Abstract Purpose: The purpose of this study was to assess patient compliance with recommended follow-up after MRI-guided core needle biopsy and investigate the reasons why patients did not comply with their recommended MRI imaging follow-up. Materials and Methods: A HIPAA compliant retrospective review was performed of 576 MRI-guided core needle biopsies between 2007–2010 with IRB approval and waiver of informed consent. Of 576 biopsies, 73.3% (422/576) were compliant and 26.7% (154/576) were noncompliant with follow-up recommendations and composed this study. Imaging and surgical planning was determined by comparing imaging findings, clinical findings, and biopsy histology. Results: Out of 135 lesions in patients noncompliant with follow-up imaging, 50.4% (68/135) were referred for biopsy by non-affiliated physicians, 41.5% (56/135) received a screening MRI, and 40.3% (56/135) were a focus or foci.
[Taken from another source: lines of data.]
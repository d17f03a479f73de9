//! In-memory [`ProcessLauncher`] that never starts a process.

use std::collections::HashSet;
use std::sync::{Arc, Mutex, MutexGuard};

use arbor_config::LaunchArgs;

use crate::children::{ChildError, ProcessLauncher, Termination};

const FIRST_PID: u32 = 40_000;

#[derive(Debug, Default)]
struct LauncherState {
    next_pid: u32,
    refuse: bool,
    launched: Vec<LaunchArgs>,
    terminated: Vec<u32>,
    gone: HashSet<u32>,
}

/// Hands out fake pids and records every call.
///
/// Clones share their state, so a test keeps one clone after boxing another
/// into [`crate::children::ChildDeps`].
#[derive(Debug, Clone, Default)]
pub struct FakeLauncher {
    state: Arc<Mutex<LauncherState>>,
}

impl FakeLauncher {
    /// A launcher whose every launch fails.
    pub fn refusing() -> Self {
        let launcher = Self::default();
        launcher.state().refuse = true;
        launcher
    }

    /// Pretends `pid` exited on its own.
    pub fn mark_gone(&self, pid: u32) {
        self.state().gone.insert(pid);
    }

    /// Arguments of every launch, in order.
    pub fn launched(&self) -> Vec<LaunchArgs> {
        self.state().launched.clone()
    }

    /// Pids signalled so far, in order.
    pub fn terminated(&self) -> Vec<u32> {
        self.state().terminated.clone()
    }

    fn state(&self) -> MutexGuard<'_, LauncherState> {
        self.state.lock().expect("launcher mutex poisoned")
    }
}

impl ProcessLauncher for FakeLauncher {
    fn launch(&mut self, args: &LaunchArgs) -> Result<u32, ChildError> {
        let mut state = self.state();
        if state.refuse {
            return Err(ChildError::spawn_failed(&args.name, "launcher refused"));
        }
        state.launched.push(args.clone());
        let pid = FIRST_PID + state.next_pid;
        state.next_pid += 1;
        Ok(pid)
    }

    fn terminate(&mut self, pid: u32) -> Result<Termination, ChildError> {
        let mut state = self.state();
        state.terminated.push(pid);
        if state.gone.contains(&pid) {
            Ok(Termination::AlreadyGone)
        } else {
            Ok(Termination::Signalled)
        }
    }
}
Referring physicians provided information regarding the follow-up status of 88/154 (57%) lesions in noncompliant patients, of which 44/88 (50%) were followed by mammogram instead of MRI. Among compliant patients, 7/178 (3.9%) lesions seen on follow-up MRI were found to be high risk or malignant. Conclusion: Compliance with follow-up MRI recommendation after core needle biopsy is low. Three characteristics were found to be associated with noncompliance with follow-up imaging: referral from non-affiliated physician, screening MRI, and a focus lesion. Moreover, patients who do not comply with recommended MRI follow-up are more likely to have follow-up mammography. Follow-up imaging among compliant patients found high-risk lesions and malignancy. Facilities performing MRI-guided core biopsies should therefore be aware of a high risk of noncompliance with follow-up. Citation Information: Cancer Res 2012;72(24 Suppl):Abstract nr P4-01-12.